WHAT TO DO: From the line with "the settings/attitude task" through the line with "pub accel_bias: [i32;", repeat the entries verbatim, both end lines included, and add nothing.

Data records
==================================================

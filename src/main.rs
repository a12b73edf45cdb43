#![no_std]
#![no_main]

mod accel_fifo;
mod board;
mod drivers;
mod state;
mod tasks;

use embassy_executor::{InterruptExecutor, Spawner};
use embassy_stm32::dma::NoDma;
use embassy_stm32::gpio::{Level, Output, Pin, Speed};
use embassy_stm32::interrupt;
use embassy_stm32::interrupt::{InterruptExt, Priority};
use embassy_stm32::spi::{Config as SpiConfig, Spi};
use embassy_stm32::time::Hertz as TimeHertz;
use embassy_stm32::wdg::IndependentWatchdog;
use embassy_sync::blocking_mutex::raw::CriticalSectionRawMutex;
use embassy_sync::channel::Channel;
use embassy_sync::signal::Signal;
use embassy_time::{Duration, Timer};
use {defmt_rtt as _, panic_probe as _};

use crate::accel_fifo::{AccelFifoHandle, SharedAccelFifo};
use crate::board::Board;
use crate::drivers::alarm::{HardwareWatchdog, LedAlarm};
use crate::drivers::icm42688::Icm42688;
use attitude_core::settings::SettingsSnapshot;

// ── Inter-task channels ───────────────────────────────────────────────────
static GYRO_CHAN: Channel<CriticalSectionRawMutex, [f32; 4], 4> = Channel::new();
static ACCEL_FIFO: SharedAccelFifo = SharedAccelFifo::new();
static SETTINGS_SIGNAL: Signal<CriticalSectionRawMutex, SettingsSnapshot> = Signal::new();

// ── Attitude-task executor ────────────────────────────────────────────────
// §5: no executor on this board gives true priority preemption among its own
// tasks, so the attitude task gets its own interrupt-priority executor (a
// free peripheral interrupt line repurposed as a software interrupt) while
// everything else — the IMU feed and the settings stand-in — stays on the
// default thread-mode executor. This is the same clock/peripheral-reservation
// discipline `Board::init` already applies to the PLL, extended to task
// scheduling.
static ATTITUDE_EXECUTOR: InterruptExecutor = InterruptExecutor::new();

#[interrupt]
unsafe fn UART5() {
    ATTITUDE_EXECUTOR.on_interrupt()
}

#[embassy_executor::main]
async fn main(spawner: Spawner) {
    // 1. Board init (168 MHz PLL).
    let board = Board::init();
    let p = board.p;

    // 2. SPI1 @ 10 MHz — ICM-42688 IMU (SCK=PA5, MOSI=PA7, MISO=PA6, CS=PB12).
    let mut spi_config = SpiConfig::default();
    spi_config.frequency = TimeHertz(10_000_000);
    let spi = Spi::new(p.SPI1, p.PA5, p.PA7, p.PA6, NoDma, NoDma, spi_config);
    let cs_gyro = Output::new(p.PB12.degrade(), Level::High, Speed::VeryHigh);
    let mut imu = Icm42688::new(spi, cs_gyro);

    Timer::after(Duration::from_millis(100)).await;
    let _ = imu.init().await;

    // 3. Status LED (PC13) doubles as the ATTITUDE alarm sink.
    let led = Output::new(p.PC13.degrade(), Level::Low, Speed::Low);
    let alarm = LedAlarm::new(led);

    // 4. Independent watchdog, kicked once per attitude-task cycle.
    let watchdog = HardwareWatchdog::new(IndependentWatchdog::new(p.IWDG, 50_000));

    // 5. `imu`'s peripheral borrows are already 'static (from `Board::init`'s
    //    `Peripherals`), so the feed task can just take ownership of the
    //    driver directly — no StaticCell/leak needed for the value itself.
    spawner
        .spawn(tasks::imu_feed_task::imu_feed_task(imu, GYRO_CHAN.sender(), &ACCEL_FIFO))
        .unwrap();

    spawner
        .spawn(tasks::settings_task::settings_task(&SETTINGS_SIGNAL, state::current_settings))
        .unwrap();

    // 7. Attitude task runs on its own interrupt-priority executor.
    interrupt::UART5.set_priority(Priority::P6);
    let attitude_spawner = ATTITUDE_EXECUTOR.start(interrupt::UART5);
    attitude_spawner
        .spawn(tasks::attitude_task::attitude_task(
            GYRO_CHAN.receiver(),
            AccelFifoHandle(&ACCEL_FIFO),
            &SETTINGS_SIGNAL,
            alarm,
            watchdog,
            state::flight_status,
        ))
        .unwrap();

    // 8. Nothing else runs on the default executor's main task.
    loop {
        Timer::after(Duration::from_secs(3600)).await;
    }
}
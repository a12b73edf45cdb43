pub mod attitude_task;
pub mod imu_feed_task;
pub mod settings_task;
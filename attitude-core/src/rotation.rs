//! Board-mount rotation matrix: RPY settings → quaternion → 3×3 matrix,
//! applied to sensor vectors ahead of bias/scale correction.

use micromath::F32Ext;

use crate::quaternion::Quaternion;

/// Row-major 3×3 matrix.
#[derive(Clone, Copy, Debug, PartialEq)]
pub struct Mat3(pub [[f32; 3]; 3]);

impl Mat3 {
    pub const IDENTITY: Self = Self([[1.0, 0.0, 0.0], [0.0, 1.0, 0.0], [0.0, 0.0, 1.0]]);

    pub fn apply(&self, v: [f32; 3]) -> [f32; 3] {
        let m = &self.0;
        [
            m[0][0] * v[0] + m[0][1] * v[1] + m[0][2] * v[2],
            m[1][0] * v[0] + m[1][1] * v[1] + m[1][2] * v[2],
            m[2][0] * v[0] + m[2][1] * v[1] + m[2][2] * v[2],
        ]
    }

    /// `true` if every row (and column) is unit length and mutually
    /// orthogonal, within a loose tolerance suitable for f32 round trips.
    pub fn is_orthonormal(&self, eps: f32) -> bool {
        let m = &self.0;
        for row in m.iter() {
            let n2 = row[0] * row[0] + row[1] * row[1] + row[2] * row[2];
            if (n2 - 1.0).abs() > eps {
                return false;
            }
        }
        for i in 0..3 {
            for j in (i + 1)..3 {
                let dot = m[i][0] * m[j][0] + m[i][1] * m[j][1] + m[i][2] * m[j][2];
                if dot.abs() > eps {
                    return false;
                }
            }
        }
        true
    }
}

/// Build the board-mount quaternion from roll/pitch/yaw degrees, then the
/// corresponding rotation matrix. `rpy_deg = [roll, pitch, yaw]`.
pub fn rpy_to_matrix(rpy_deg: [f32; 3]) -> Mat3 {
    let q = rpy_to_quaternion(rpy_deg);
    quaternion_to_matrix(&q)
}

fn rpy_to_quaternion(rpy_deg: [f32; 3]) -> Quaternion {
    let half_roll = rpy_deg[0].to_radians() * 0.5;
    let half_pitch = rpy_deg[1].to_radians() * 0.5;
    let half_yaw = rpy_deg[2].to_radians() * 0.5;

    let (sr, cr) = (half_roll.sin(), half_roll.cos());
    let (sp, cp) = (half_pitch.sin(), half_pitch.cos());
    let (sy, cy) = (half_yaw.sin(), half_yaw.cos());

    let mut q = Quaternion {
        q0: cr * cp * cy + sr * sp * sy,
        q1: sr * cp * cy - cr * sp * sy,
        q2: cr * sp * cy + sr * cp * sy,
        q3: cr * cp * sy - sr * sp * cy,
    };
    q.canonicalize();
    q.renormalize();
    q
}

fn quaternion_to_matrix(q: &Quaternion) -> Mat3 {
    let (q0, q1, q2, q3) = (q.q0, q.q1, q.q2, q.q3);
    Mat3([
        [
            q0 * q0 + q1 * q1 - q2 * q2 - q3 * q3,
            2.0 * (q1 * q2 - q0 * q3),
            2.0 * (q1 * q3 + q0 * q2),
        ],
        [
            2.0 * (q1 * q2 + q0 * q3),
            q0 * q0 - q1 * q1 + q2 * q2 - q3 * q3,
            2.0 * (q2 * q3 - q0 * q1),
        ],
        [
            2.0 * (q1 * q3 - q0 * q2),
            2.0 * (q2 * q3 + q0 * q1),
            q0 * q0 - q1 * q1 - q2 * q2 + q3 * q3,
        ],
    ])
}
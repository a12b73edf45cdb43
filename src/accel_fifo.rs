//! Shared accelerometer FIFO (§4.1, §6): `imu_feed_task` pushes samples in
//! at ADC rate; `attitude_task` drains them each cycle through
//! `attitude_core::driver::AccelFifo`.

use core::cell::RefCell;

use attitude_core::driver::AccelFifo;
use embassy_sync::blocking_mutex::raw::CriticalSectionRawMutex;
use embassy_sync::blocking_mutex::Mutex;
use heapless::Deque;

const CAPACITY: usize = 64;

pub struct SharedAccelFifo {
    inner: Mutex<CriticalSectionRawMutex, RefCell<Deque<[i32; 3], CAPACITY>>>,
}

impl SharedAccelFifo {
    pub const fn new() -> Self {
        Self { inner: Mutex::new(RefCell::new(Deque::new())) }
    }

    /// Push one accel sample. Drops the oldest pending sample on overflow
    /// rather than blocking the feed task — the same "always the latest
    /// wins" semantics the fast-loop's slow-data channels already use.
    pub fn push(&self, sample: [i32; 3]) {
        self.inner.lock(|cell| {
            let mut fifo = cell.borrow_mut();
            if fifo.is_full() {
                fifo.pop_front();
            }
            let _ = fifo.push_back(sample);
        });
    }
}

/// Handle `attitude_task` holds: a `'static` reference to the shared FIFO,
/// cheap to pass by value into `AttitudeEstimator::run_cycle`.
#[derive(Clone, Copy)]
pub struct AccelFifoHandle(pub &'static SharedAccelFifo);

impl AccelFifo for AccelFifoHandle {
    fn fifo_elements(&self) -> usize {
        self.0.inner.lock(|cell| cell.borrow().len())
    }

    fn pop(&mut self) -> Option<([i32; 3], usize)> {
        self.0.inner.lock(|cell| {
            let mut fifo = cell.borrow_mut();
            let sample = fifo.pop_front()?;
            Some((sample, fifo.len()))
        })
    }
}
use embassy_executor::task;
use embassy_sync::blocking_mutex::raw::CriticalSectionRawMutex;
use embassy_sync::signal::Signal;
use embassy_time::{Duration, Ticker};

use attitude_core::settings::{AttitudeSettings, SettingsSnapshot};

/// Stands in for the out-of-scope settings-broker subscription (§4.4): the
/// broker itself — persistence, a CLI to edit values — is explicitly out of
/// scope (§1). What this task owns is the landing zone: it polls a source
/// function for the current settings and republishes a `SettingsSnapshot`
/// onto the `Signal` whenever it changes, so `attitude_task` always has a
/// snapshot to pick up on the next `try_take` even before any real broker
/// exists.
#[task]
pub async fn settings_task(
    signal: &'static Signal<CriticalSectionRawMutex, SettingsSnapshot>,
    settings_source: fn() -> AttitudeSettings,
) {
    let mut last = settings_source();
    signal.signal(SettingsSnapshot::from_settings(last));

    let mut ticker = Ticker::every(Duration::from_millis(250));
    loop {
        ticker.next().await;
        let current = settings_source();
        if current != last {
            last = current;
            signal.signal(SettingsSnapshot::from_settings(current));
        }
    }
}
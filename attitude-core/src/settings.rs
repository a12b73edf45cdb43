//! The one user-facing configuration surface (§4.6): complementary-filter
//! gains, sensor biases, board mount rotation, and the two behavior flags.
//! Persistence and a CLI to edit these live outside this crate (§1); this
//! module only has to be cheap to copy across the settings/attitude task
//! boundary and to derive the rotation matrix from.

use crate::rotation::{rpy_to_matrix, Mat3};

/// Consumed record: `Armed` field of the flight-status broker entry (§6).
#[derive(Clone, Copy, Debug, PartialEq, Eq, Default)]
#[cfg_attr(feature = "defmt", derive(defmt::Format))]
pub enum FlightStatus {
    #[default]
    Disarmed,
    Arming,
    Armed,
}

/// Consumed record: attitude settings (§6), values as stored by the
/// out-of-scope settings broker (gyro bias ×100, angles in degrees).
#[derive(Clone, Copy, Debug, PartialEq)]
#[cfg_attr(feature = "defmt", derive(defmt::Format))]
pub struct AttitudeSettings {
    pub accel_kp: f32,
    pub accel_ki: f32,
    pub yaw_bias_rate: f32,
    pub gyro_gain: f32,
    pub accel_bias: [i32; 3],
    /// Persisted ×100; divide by 100 to seed the bias integral (§4.4).
    pub gyro_bias: [i32; 3],
    pub board_rotation_deg: [f32; 3],
    pub zero_during_arming: bool,
    pub bias_correct_gyro: bool,
}

impl Default for AttitudeSettings {
    fn default() -> Self {
        Self {
            accel_kp: 0.05,
            accel_ki: 0.0001,
            yaw_bias_rate: 0.0,
            gyro_gain: 0.42,
            accel_bias: [0, 0, 0],
            gyro_bias: [0, 0, 0],
            board_rotation_deg: [0.0, 0.0, 0.0],
            zero_during_arming: false,
            bias_correct_gyro: true,
        }
    }
}

/// A snapshot of settings plus the derived rotation matrix — what the §4.4
/// notifier actually hands the attitude task. Rebuilding `rotation`/`rotate`
/// from `board_rotation_deg` on every settings change (rather than on every
/// cycle) keeps the per-cycle sensor stage to a single matrix multiply.
#[derive(Clone, Copy, Debug, PartialEq)]
pub struct SettingsSnapshot {
    pub settings: AttitudeSettings,
    pub rotation: Mat3,
    pub rotate: bool,
}

impl Default for SettingsSnapshot {
    fn default() -> Self {
        Self::from_settings(AttitudeSettings::default())
    }
}

impl SettingsSnapshot {
    pub fn from_settings(settings: AttitudeSettings) -> Self {
        let rpy = settings.board_rotation_deg;
        let rotate = rpy[0] != 0.0 || rpy[1] != 0.0 || rpy[2] != 0.0;
        let rotation = if rotate { rpy_to_matrix(rpy) } else { Mat3::IDENTITY };
        Self { settings, rotation, rotate }
    }

    /// Seed the gyro-bias integral from `gyro_bias` (stored ×100), per §4.4.
    pub fn seeded_gyro_bias(&self) -> [f32; 3] {
        [
            self.settings.gyro_bias[0] as f32 / 100.0,
            self.settings.gyro_bias[1] as f32 / 100.0,
            self.settings.gyro_bias[2] as f32 / 100.0,
        ]
    }
}

#[cfg(test)]
mod tests {
    use super::*;

    #[test]
    fn zero_board_rotation_disables_rotate_and_is_identity() {
        let snap = SettingsSnapshot::from_settings(AttitudeSettings::default());
        assert!(!snap.rotate);
        assert_eq!(snap.rotation, Mat3::IDENTITY);
    }

    #[test]
    fn nonzero_board_rotation_enables_rotate() {
        let mut s = AttitudeSettings::default();
        s.board_rotation_deg = [180.0, 0.0, 0.0];
        let snap = SettingsSnapshot::from_settings(s);
        assert!(snap.rotate);
        assert!(snap.rotation.is_orthonormal(1e-4));
    }

    #[test]
    fn gyro_bias_seed_divides_by_100() {
        let mut s = AttitudeSettings::default();
        s.gyro_bias = [150, -50, 0];
        let snap = SettingsSnapshot::from_settings(s);
        let b = snap.seeded_gyro_bias();
        assert!((b[0] - 1.5).abs() < 1e-6);
        assert!((b[1] - (-0.5)).abs() < 1e-6);
        assert!((b[2]).abs() < 1e-6);
    }
}
//! Pure attitude-estimation logic shared by the firmware binary and by
//! plain host-side tests: quaternion algebra, sensor correction, the
//! complementary filter, bootstrap scheduling, settings/rotation handling,
//! and the driver/alarm/watchdog trait boundary the firmware crate wires
//! to real peripherals.
#![cfg_attr(not(test), no_std)]

pub mod alarm;
pub mod driver;
pub mod error;
pub mod estimator;
pub mod fusion;
pub mod quaternion;
pub mod rotation;
pub mod sensor;
pub mod settings;

pub use error::AttitudeError;
pub use estimator::{AttitudeEstimator, AttitudeRecord, RawRecord};
pub use quaternion::Quaternion;
pub use settings::{AttitudeSettings, FlightStatus, SettingsSnapshot};
//! Hardware-backed `attitude_core::alarm` trait impls: a status LED stands
//! in for the ATTITUDE alarm indicator, and the independent watchdog
//! peripheral backs `Watchdog` (§4.5, §6, §7).

use attitude_core::alarm::{Alarm, AlarmSeverity, Watchdog};
use embassy_stm32::gpio::{AnyPin, Output};
use embassy_stm32::wdg::IndependentWatchdog;

/// Off at OK, solid on at ERROR/CRITICAL. A real alarm bus (distinct
/// severities over CAN/telemetry) is out of scope (§1); the LED is the only
/// indicator this board has.
pub struct LedAlarm {
    led: Output<'static, AnyPin>,
}

impl LedAlarm {
    pub fn new(led: Output<'static, AnyPin>) -> Self {
        Self { led }
    }
}

impl Alarm for LedAlarm {
    fn set(&mut self, severity: AlarmSeverity) {
        match severity {
            AlarmSeverity::Ok => self.led.set_low(),
            AlarmSeverity::Error | AlarmSeverity::Critical => self.led.set_high(),
        }
    }
}

pub struct HardwareWatchdog {
    iwdg: IndependentWatchdog<'static, embassy_stm32::peripherals::IWDG>,
}

impl HardwareWatchdog {
    pub fn new(iwdg: IndependentWatchdog<'static, embassy_stm32::peripherals::IWDG>) -> Self {
        Self { iwdg }
    }
}

impl Watchdog for HardwareWatchdog {
    fn kick(&mut self) {
        self.iwdg.pet();
    }
}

==================================================

SOLUTION:
//! module only has to be cheap to copy across the settings/attitude task
//! boundary and to derive the rotation matrix from.

use crate::rotation::{rpy_to_matrix, Mat3};

/// Consumed record: `Armed` field of the flight-status broker entry (§6).
#[derive(Clone, Copy, Debug, PartialEq, Eq, Default)]
#[cfg_attr(feature = "defmt", derive(defmt::Format))]
pub enum FlightStatus {
    #[default]
    Disarmed,
    Arming,
    Armed,
}

/// Consumed record: attitude settings (§6), values as stored by the
/// out-of-scope settings broker (gyro bias ×100, angles in degrees).
#[derive(Clone, Copy, Debug, PartialEq)]
#[cfg_attr(feature = "defmt", derive(defmt::Format))]
pub struct AttitudeSettings {
    pub accel_kp: f32,
    pub accel_ki: f32,
    pub yaw_bias_rate: f32,
    pub gyro_gain: f32,
    pub accel_bias: [i32; 3],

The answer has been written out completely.